Tansiyonumuz Neden Yükseliyor?, Tansiyon Yükselten
Kan basıncının yükselmesine neden olan birçok faktör var. Bu faktörler, gerek genetik, gerek moleküler seviyedeki hadiseler. Bir de çevresel faktörler var. Kan basıncı yaşla birlikte de artıyor. Bu faktörlerin hepsi bir araya geldiğinde, aslında fark edilmeden, yavaş yavaş yükseliyor. Ama bir gün ya daha ani bir yükseliş sırasında ya da bir düşüş sırasında veya o yükselişin yarattığı hedef-organ dediğimiz; beyin, kalp ve böbrek gibi organlarımızın fonksiyonlarının bozulmaya başladığı noktada biz bunu fark ediyoruz. Tabii bazı durumlarda çok ani yükselişler olabilir, ama bu ani yükselişler eğer başka faktörlere bağlı değil de sadece bizim hipertansiyonumuzun var olduğu devredeki ani yükselişlerse, tekrar düşse bile, o ani yükseliş gene bizim yüksek olarak kabul ettiğimiz seviyeye kadar düşüyor. Kan basıncı normal olan bir insanın da kan basıncı birdenbire yükselebilir. Mesela çok sinirlendiğinizde, çok yorulduğunuzda, ağır bir egzersiz yaptığınızda büyük tansiyonunuz biraz yükselebilir, ama bu yükseliş sizin tansiyon hastası olduğunuzu göstermez. Hipertansiyon diyebilmemiz için, uzun bir takip süresince hep belli bir seviyenin üstünde kan basıncınızın yüksek olarak kaldığının görülmesi lazım.
Düşük tansiyon büyük nimet
Çevresel faktörleri anlatırken stresten bahsettik. Günümüzde herkes biraz stresli ve yaşadığımız her olumsuzluğu biraz da bu strese bağlıyoruz. Peki, büyüklerimizden duyduğumuz "asabi tansiyon" denilen bir tansiyon türü var mı?
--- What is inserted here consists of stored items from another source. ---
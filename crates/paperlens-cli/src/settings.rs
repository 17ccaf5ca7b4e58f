use std::path::PathBuf;

use anyhow::Context;
use paperlens_analysis::{AnalysisConfig, AnalysisConfigBuilder};
use paperlens_core::config_file::ConfigFile;
use paperlens_reporting::ExportFormat;

pub const DEFAULT_OUTPUT_DIR: &str = "reports";
pub const DEFAULT_PREVIEW_CHARS: usize = 20_000;

/// Values given on the command line; `None` means "not given".
#[derive(Debug, Default)]
pub struct CliOverrides {
    pub top_k: Option<usize>,
    pub sentences: Option<usize>,
    pub output_dir: Option<PathBuf>,
    pub format: Option<ExportFormat>,
    pub no_color: bool,
}

/// Fully resolved settings for one `analyze` run.
#[derive(Debug)]
pub struct Settings {
    pub analysis: AnalysisConfig,
    pub output_dir: PathBuf,
    pub format: ExportFormat,
    pub color: bool,
    pub preview_chars: usize,
}

/// Resolve configuration: CLI flags > env vars > config file > defaults.
///
/// `env` looks up an environment variable; unparsable numeric values are
/// ignored.
pub fn resolve(
    cli: &CliOverrides,
    env: impl Fn(&str) -> Option<String>,
    file: &ConfigFile,
) -> anyhow::Result<Settings> {
    let file_analysis = file.analysis.clone().unwrap_or_default();
    let file_output = file.output.clone().unwrap_or_default();
    let file_display = file.display.clone().unwrap_or_default();

    let env_usize = |key: &str| env(key).and_then(|v| v.trim().parse::<usize>().ok());

    let top_k = cli
        .top_k
        .or_else(|| env_usize("PAPERLENS_TOP_K"))
        .or(file_analysis.top_k);
    let sentences = cli
        .sentences
        .or_else(|| env_usize("PAPERLENS_SENTENCES"))
        .or(file_analysis.summary_sentences);

    let output_dir = cli
        .output_dir
        .clone()
        .or_else(|| env("PAPERLENS_OUTPUT_DIR").map(PathBuf::from))
        .or_else(|| file_output.dir.map(PathBuf::from))
        .unwrap_or_else(|| PathBuf::from(DEFAULT_OUTPUT_DIR));

    let format = match (cli.format, file_output.format) {
        (Some(f), _) => f,
        (None, Some(s)) => s
            .parse::<ExportFormat>()
            .map_err(anyhow::Error::msg)
            .context("invalid output.format in config file")?,
        (None, None) => ExportFormat::default(),
    };

    let mut builder = AnalysisConfigBuilder::new();
    if let Some(n) = top_k {
        builder = builder.top_k(n);
    }
    if let Some(n) = sentences {
        builder = builder.summary_sentences(n);
    }
    if let Some(n) = file_analysis.max_title_lines {
        builder = builder.max_title_lines(n);
    }
    if let Some(n) = file_analysis.max_emails {
        builder = builder.max_emails(n);
    }
    for phrase in file_analysis.extra_blacklist_phrases.unwrap_or_default() {
        builder = builder.add_blacklist_phrase(phrase);
    }
    let analysis = builder.build().context("invalid analysis configuration")?;

    Ok(Settings {
        analysis,
        output_dir,
        format,
        color: !cli.no_color && file_display.color.unwrap_or(true),
        preview_chars: file_display.preview_chars.unwrap_or(DEFAULT_PREVIEW_CHARS),
    })
}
Asabi tansiyon diye bir şey yok. Ama kan basıncı yüksek olan, yani hipertansiyonu olan kişilerin, strese bağlı olarak kan basınçlarında biraz daha yükselme görülebilir, yoksa sadece, "Sinirlendim, kan basıncım yükseldi, benimki asabi" diye bir şey yok. Hepimiz sinirleniyoruz, hepimiz aynı şeyi yapıyoruz, ama bazı insanlarınki yüksek, bazılarınınki değil. Onun için sadece strese bağlı, sadece üzülmeye, sıkılmaya, öfkelenmeye bağlı kan basıncı yüksekliğinin, hipertansiyon olarak kabul edilmesi doğru değil. Böyle bir şey yok! Bu nedenle eğer bir insanın kan basıncı yüksekse ve çok sık yükseliyorsa o hipertansiyondur. Asabisi falan yok.
Peki, ya düşük tansiyon? Bir insanın tansiyonunun 12-8 değerinin altında seyretmesini nasıl karşılıyorsunuz, ki ben de bu insanlardan biriyim. Çünkü hep ölçtürüyorum tansiyonumu 9-6, en çok 10-6 çıkıyor. Bu durum daha uzun yaşayacağım anlamına gelir mi?
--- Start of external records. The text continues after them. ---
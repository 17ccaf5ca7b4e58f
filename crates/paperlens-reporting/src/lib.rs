//! Report export for paperlens.
//!
//! Turns an [`AnalysisReport`] into files: pretty JSON (the default saved
//! report), Markdown, plain text, or a metadata-only JSON document.

pub mod export;
pub mod sink;
pub mod types;

pub use export::{export_markdown, export_metadata_json, export_report, export_text};
pub use sink::{DirectorySink, report_filename};
pub use types::ExportFormat;

pub use paperlens_core::{AnalysisReport, ReportError, ReportSink};
use std::path::Path;

use mupdf::{Document, TextPageFlags};

use paperlens_core::{DocumentLoader, LoaderError};

/// MuPDF-based implementation of [`DocumentLoader`].
///
/// This crate is the sole AGPL island: it isolates the mupdf dependency
/// (which is AGPL-3.0) so that plain-text code paths do not transitively
/// depend on it.
///
/// Pages that yield no text are skipped. The remaining page texts are joined
/// with a newline and the result is trimmed.
#[derive(Default)]
pub struct MupdfLoader;

impl MupdfLoader {
    pub fn new() -> Self {
        Self
    }

    fn page_text(&self, page: &mupdf::Page) -> Result<String, LoaderError> {
        let text_page = page
            .to_text_page(TextPageFlags::empty())
            .map_err(|e| LoaderError::ExtractionError(e.to_string()))?;

        let mut text = String::new();
        for block in text_page.blocks() {
            for line in block.lines() {
                let line_text: String = line
                    .chars()
                    .map(|c| c.char().unwrap_or('\u{FFFD}'))
                    .collect();
                text.push_str(&line_text);
                text.push('\n');
            }
        }
        Ok(text)
    }
}

/// Join page texts with newlines, dropping blank pages.
fn join_pages(pages: impl IntoIterator<Item = String>) -> String {
    pages
        .into_iter()
        .filter(|page| !page.trim().is_empty())
        .collect::<Vec<_>>()
        .join("\n")
        .trim()
        .to_string()
}

impl DocumentLoader for MupdfLoader {
    fn load_text(&self, path: &Path) -> Result<String, LoaderError> {
        if !path.exists() {
            return Err(LoaderError::NotFound(path.to_path_buf()));
        }
        let path_str = path
            .to_str()
            .ok_or_else(|| LoaderError::OpenError("invalid path encoding".into()))?;

        let document =
            Document::open(path_str).map_err(|e| LoaderError::OpenError(e.to_string()))?;

        let mut pages = Vec::new();
        for page in document
            .pages()
            .map_err(|e| LoaderError::ExtractionError(e.to_string()))?
        {
            let page = page.map_err(|e| LoaderError::ExtractionError(e.to_string()))?;
            pages.push(self.page_text(&page)?);
        }

        tracing::debug!(path = %path.display(), pages = pages.len(), "extracted pdf text");
        Ok(join_pages(pages))
    }
}

#[cfg(test)]
mod tests {
    use super::*;

    #[test]
    fn test_missing_file_is_not_found() {
        let err = MupdfLoader::new()
            .load_text(Path::new("/definitely/not/here.pdf"))
            .unwrap_err();
        assert!(matches!(err, LoaderError::NotFound(_)));
    }

    #[test]
    fn test_garbage_file_fails_to_open() {
        let dir = tempfile::tempdir().unwrap();
        let path = dir.path().join("broken.pdf");
        std::fs::write(&path, b"this is not a pdf").unwrap();
        let err = MupdfLoader::new().load_text(&path).unwrap_err();
        assert!(matches!(
            err,
            LoaderError::OpenError(_) | LoaderError::ExtractionError(_)
        ));
    }

    #[test]
    fn test_join_pages_skips_blank_pages() {
        let pages = vec![
            "Title\nAbstract\n".to_string(),
            String::new(),
            "  \n".to_string(),
            "Introduction\n".to_string(),
        ];
        assert_eq!(join_pages(pages), "Title\nAbstract\n\nIntroduction");
    }

    #[test]
    fn test_join_pages_all_blank() {
        assert_eq!(join_pages(vec![String::new(), "\n".to_string()]), "");
    }
}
Evet, genelde kan basıncı düşük olanların daha uzun yaşadığı bilinen bir gerçek. Ancak burada yüksek tansiyon için nasıl bir sınır varsa, düşük tansiyon için de bir sınır var mıdır, diye sorarsanız; böyle bir şey yok. Düşük tansiyondaki sınırı, ancak o kişideki ortaya çıkacak şikayetler belirliyor. Örneğin diyelim ki sizin sistolik kan basıncınız 90 veya 80, ama hiçbir şikayetiniz yoksa bu sizin için çok güzel bir şeydir. Bu bir hastalık, üstünde durulması gereken bir durum değildir. Ancak bu düşük kan basıncı şikayetlere neden oluyorsa, yani başınız dönüyorsa, halsizseniz, efor kapasiteniz düşükse, hatta düşecek gibi oluyorsanız, nefesiniz daralıyorsa, o zaman bu kan basıncının, sizin için iyi olmadığı ve düşük olduğu söylenebilir ve gereken yapılır. Yoksa kan basıncınız düşük, ama hiçbir şikayetiniz bulunmuyorsa bu çok ideal bir durum. Hiç önemli değil!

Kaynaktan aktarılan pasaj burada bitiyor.